(Input data Opens)
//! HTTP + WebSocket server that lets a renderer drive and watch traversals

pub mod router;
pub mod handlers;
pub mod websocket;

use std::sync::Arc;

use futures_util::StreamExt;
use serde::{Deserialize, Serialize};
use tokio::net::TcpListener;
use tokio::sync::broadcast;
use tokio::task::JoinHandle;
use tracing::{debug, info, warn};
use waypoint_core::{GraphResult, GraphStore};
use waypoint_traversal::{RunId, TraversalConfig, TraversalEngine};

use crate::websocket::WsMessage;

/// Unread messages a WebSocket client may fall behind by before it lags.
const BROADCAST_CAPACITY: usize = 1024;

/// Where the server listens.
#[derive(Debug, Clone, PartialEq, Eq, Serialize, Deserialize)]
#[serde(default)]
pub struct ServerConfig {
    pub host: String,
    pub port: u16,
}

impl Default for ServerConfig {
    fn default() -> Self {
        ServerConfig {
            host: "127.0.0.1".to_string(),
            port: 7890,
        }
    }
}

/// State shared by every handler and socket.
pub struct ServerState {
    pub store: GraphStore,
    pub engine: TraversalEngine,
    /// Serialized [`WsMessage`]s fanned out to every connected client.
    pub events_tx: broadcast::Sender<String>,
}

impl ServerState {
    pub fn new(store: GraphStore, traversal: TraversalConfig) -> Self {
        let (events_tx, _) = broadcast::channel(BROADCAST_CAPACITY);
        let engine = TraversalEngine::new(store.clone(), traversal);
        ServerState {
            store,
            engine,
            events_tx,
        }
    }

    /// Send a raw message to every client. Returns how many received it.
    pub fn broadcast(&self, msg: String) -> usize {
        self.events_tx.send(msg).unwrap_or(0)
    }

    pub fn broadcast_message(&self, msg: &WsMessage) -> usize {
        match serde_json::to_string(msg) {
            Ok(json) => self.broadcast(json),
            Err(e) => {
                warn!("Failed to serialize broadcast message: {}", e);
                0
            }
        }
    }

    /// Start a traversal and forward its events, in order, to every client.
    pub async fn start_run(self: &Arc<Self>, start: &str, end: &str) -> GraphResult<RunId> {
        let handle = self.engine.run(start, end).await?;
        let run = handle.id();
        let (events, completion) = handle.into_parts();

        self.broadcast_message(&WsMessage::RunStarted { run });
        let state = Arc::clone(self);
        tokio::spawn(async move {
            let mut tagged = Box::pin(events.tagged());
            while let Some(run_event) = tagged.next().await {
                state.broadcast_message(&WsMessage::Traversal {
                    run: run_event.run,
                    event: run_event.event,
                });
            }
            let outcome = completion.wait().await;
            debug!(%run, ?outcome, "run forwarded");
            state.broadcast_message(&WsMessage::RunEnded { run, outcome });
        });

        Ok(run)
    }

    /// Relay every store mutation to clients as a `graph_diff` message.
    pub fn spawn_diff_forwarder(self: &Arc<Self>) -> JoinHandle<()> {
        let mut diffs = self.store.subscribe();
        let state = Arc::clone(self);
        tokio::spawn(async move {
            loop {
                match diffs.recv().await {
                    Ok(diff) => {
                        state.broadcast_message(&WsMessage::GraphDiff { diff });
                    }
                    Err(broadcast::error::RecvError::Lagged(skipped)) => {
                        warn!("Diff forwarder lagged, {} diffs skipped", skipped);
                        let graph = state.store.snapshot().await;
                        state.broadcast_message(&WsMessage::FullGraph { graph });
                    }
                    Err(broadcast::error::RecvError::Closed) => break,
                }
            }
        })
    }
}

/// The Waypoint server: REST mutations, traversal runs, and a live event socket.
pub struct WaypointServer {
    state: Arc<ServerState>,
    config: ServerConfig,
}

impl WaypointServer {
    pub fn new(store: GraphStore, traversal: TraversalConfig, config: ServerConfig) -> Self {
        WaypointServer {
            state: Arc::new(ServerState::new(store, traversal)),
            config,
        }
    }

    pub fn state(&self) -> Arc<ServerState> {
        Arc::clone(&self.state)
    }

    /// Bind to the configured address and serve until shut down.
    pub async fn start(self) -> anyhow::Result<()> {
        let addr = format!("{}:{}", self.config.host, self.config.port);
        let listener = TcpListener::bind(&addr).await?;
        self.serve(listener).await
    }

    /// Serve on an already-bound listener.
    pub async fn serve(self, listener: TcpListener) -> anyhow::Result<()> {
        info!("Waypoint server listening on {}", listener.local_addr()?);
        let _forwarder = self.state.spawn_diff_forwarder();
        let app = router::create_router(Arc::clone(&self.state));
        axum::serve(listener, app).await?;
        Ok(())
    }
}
(Input data Closes)
(Input data Opens)
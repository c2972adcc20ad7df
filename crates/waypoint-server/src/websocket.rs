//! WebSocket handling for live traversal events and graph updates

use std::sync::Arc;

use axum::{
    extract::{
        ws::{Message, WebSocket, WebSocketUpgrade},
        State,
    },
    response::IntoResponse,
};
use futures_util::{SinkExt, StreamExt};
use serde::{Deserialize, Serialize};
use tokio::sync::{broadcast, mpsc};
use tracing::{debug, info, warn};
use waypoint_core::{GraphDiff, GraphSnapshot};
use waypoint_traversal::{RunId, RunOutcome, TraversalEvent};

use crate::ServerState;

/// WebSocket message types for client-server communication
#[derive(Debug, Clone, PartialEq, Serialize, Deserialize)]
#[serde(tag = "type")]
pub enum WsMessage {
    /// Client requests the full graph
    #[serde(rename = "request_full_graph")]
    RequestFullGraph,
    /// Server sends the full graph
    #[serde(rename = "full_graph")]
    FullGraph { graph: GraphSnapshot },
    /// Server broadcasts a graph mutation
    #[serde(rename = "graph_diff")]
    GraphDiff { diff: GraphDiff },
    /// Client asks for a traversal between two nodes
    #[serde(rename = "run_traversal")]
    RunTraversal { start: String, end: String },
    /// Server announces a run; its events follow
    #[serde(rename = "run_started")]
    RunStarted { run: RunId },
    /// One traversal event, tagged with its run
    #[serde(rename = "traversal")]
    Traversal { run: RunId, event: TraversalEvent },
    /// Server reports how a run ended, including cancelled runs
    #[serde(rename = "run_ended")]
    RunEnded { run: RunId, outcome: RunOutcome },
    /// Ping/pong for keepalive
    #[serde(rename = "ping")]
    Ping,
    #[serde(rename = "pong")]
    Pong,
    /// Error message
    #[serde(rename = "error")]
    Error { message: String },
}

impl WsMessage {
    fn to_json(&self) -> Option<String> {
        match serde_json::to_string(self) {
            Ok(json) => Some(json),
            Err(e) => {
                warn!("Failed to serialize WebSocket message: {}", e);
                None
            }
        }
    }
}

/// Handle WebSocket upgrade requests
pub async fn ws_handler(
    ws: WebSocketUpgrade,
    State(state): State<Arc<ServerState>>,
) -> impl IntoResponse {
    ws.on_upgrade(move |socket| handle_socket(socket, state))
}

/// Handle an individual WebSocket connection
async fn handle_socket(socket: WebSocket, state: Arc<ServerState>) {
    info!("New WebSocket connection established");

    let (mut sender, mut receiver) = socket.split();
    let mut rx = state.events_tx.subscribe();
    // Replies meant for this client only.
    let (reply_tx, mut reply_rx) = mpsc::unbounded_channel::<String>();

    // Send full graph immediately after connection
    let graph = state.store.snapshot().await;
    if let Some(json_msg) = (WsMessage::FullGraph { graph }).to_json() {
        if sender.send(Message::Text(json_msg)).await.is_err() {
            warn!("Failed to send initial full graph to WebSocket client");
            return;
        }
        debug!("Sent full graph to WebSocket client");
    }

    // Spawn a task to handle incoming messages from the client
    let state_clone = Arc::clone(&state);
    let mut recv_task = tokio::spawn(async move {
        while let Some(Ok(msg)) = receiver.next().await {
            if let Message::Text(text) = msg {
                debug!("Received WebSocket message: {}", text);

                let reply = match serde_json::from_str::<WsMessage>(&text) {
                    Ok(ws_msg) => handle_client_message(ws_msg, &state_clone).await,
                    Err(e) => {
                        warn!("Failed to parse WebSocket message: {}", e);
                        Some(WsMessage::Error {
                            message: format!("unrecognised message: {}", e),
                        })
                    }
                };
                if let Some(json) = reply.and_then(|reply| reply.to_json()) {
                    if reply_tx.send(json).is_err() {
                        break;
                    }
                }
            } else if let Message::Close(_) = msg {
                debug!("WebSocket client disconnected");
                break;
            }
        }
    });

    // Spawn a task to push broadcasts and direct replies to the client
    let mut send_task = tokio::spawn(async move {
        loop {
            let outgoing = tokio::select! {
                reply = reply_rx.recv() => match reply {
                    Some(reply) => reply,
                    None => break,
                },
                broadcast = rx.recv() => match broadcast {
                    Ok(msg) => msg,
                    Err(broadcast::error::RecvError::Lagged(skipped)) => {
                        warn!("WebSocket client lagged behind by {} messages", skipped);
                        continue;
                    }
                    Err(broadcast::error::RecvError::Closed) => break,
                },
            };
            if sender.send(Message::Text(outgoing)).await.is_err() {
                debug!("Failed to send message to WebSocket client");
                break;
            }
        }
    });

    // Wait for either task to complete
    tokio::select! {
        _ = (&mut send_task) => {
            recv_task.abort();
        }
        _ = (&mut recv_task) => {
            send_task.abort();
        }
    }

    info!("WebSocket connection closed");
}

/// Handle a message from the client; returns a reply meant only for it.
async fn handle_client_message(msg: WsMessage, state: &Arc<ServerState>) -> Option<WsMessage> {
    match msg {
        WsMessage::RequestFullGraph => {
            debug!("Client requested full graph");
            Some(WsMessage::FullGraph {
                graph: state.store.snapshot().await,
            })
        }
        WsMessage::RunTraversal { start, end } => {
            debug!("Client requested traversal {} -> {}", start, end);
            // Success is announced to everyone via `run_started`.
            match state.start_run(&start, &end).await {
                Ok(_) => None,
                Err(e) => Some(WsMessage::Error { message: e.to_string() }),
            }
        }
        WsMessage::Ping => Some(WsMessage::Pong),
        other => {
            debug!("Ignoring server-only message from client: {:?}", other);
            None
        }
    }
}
(Input data Closes)
(Input data Opens)
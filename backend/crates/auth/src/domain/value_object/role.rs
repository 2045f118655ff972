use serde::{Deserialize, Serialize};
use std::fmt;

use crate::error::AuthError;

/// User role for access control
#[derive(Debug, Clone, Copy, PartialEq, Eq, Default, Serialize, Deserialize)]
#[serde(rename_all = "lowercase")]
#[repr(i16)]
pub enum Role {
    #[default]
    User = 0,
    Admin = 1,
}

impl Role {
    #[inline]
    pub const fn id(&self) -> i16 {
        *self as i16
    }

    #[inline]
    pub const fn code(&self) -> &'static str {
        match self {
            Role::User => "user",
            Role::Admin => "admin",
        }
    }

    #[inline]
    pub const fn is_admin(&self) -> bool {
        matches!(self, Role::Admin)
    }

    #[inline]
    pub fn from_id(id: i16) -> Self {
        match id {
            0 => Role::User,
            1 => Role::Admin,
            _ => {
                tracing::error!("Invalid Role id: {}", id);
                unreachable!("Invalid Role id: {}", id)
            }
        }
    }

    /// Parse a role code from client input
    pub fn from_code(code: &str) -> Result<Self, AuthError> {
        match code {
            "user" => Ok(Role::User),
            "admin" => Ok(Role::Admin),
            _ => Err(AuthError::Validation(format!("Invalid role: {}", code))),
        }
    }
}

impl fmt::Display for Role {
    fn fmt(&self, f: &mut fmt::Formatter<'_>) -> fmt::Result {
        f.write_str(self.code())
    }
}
(Input data Closes)
** What you are asked to do **
Which lines above run from the one containing "let state_clone = Arc::clone(&state);" down to the one containing "else if let"? Repeat exactly those, both ends included, and nothing else.

** Task result **
    let state_clone = Arc::clone(&state);
    let mut recv_task = tokio::spawn(async move {
        while let Some(Ok(msg)) = receiver.next().await {
            if let Message::Text(text) = msg {
                debug!("Received WebSocket message: {}", text);

                let reply = match serde_json::from_str::<WsMessage>(&text) {
                    Ok(ws_msg) => handle_client_message(ws_msg, &state_clone).await,
                    Err(e) => {
                        warn!("Failed to parse WebSocket message: {}", e);
                        Some(WsMessage::Error {
                            message: format!("unrecognised message: {}", e),
                        })
                    }
                };
                if let Some(json) = reply.and_then(|reply| reply.to_json()) {
                    if reply_tx.send(json).is_err() {
                        break;
                    }
                }
            } else if let Message::Close(_) = msg {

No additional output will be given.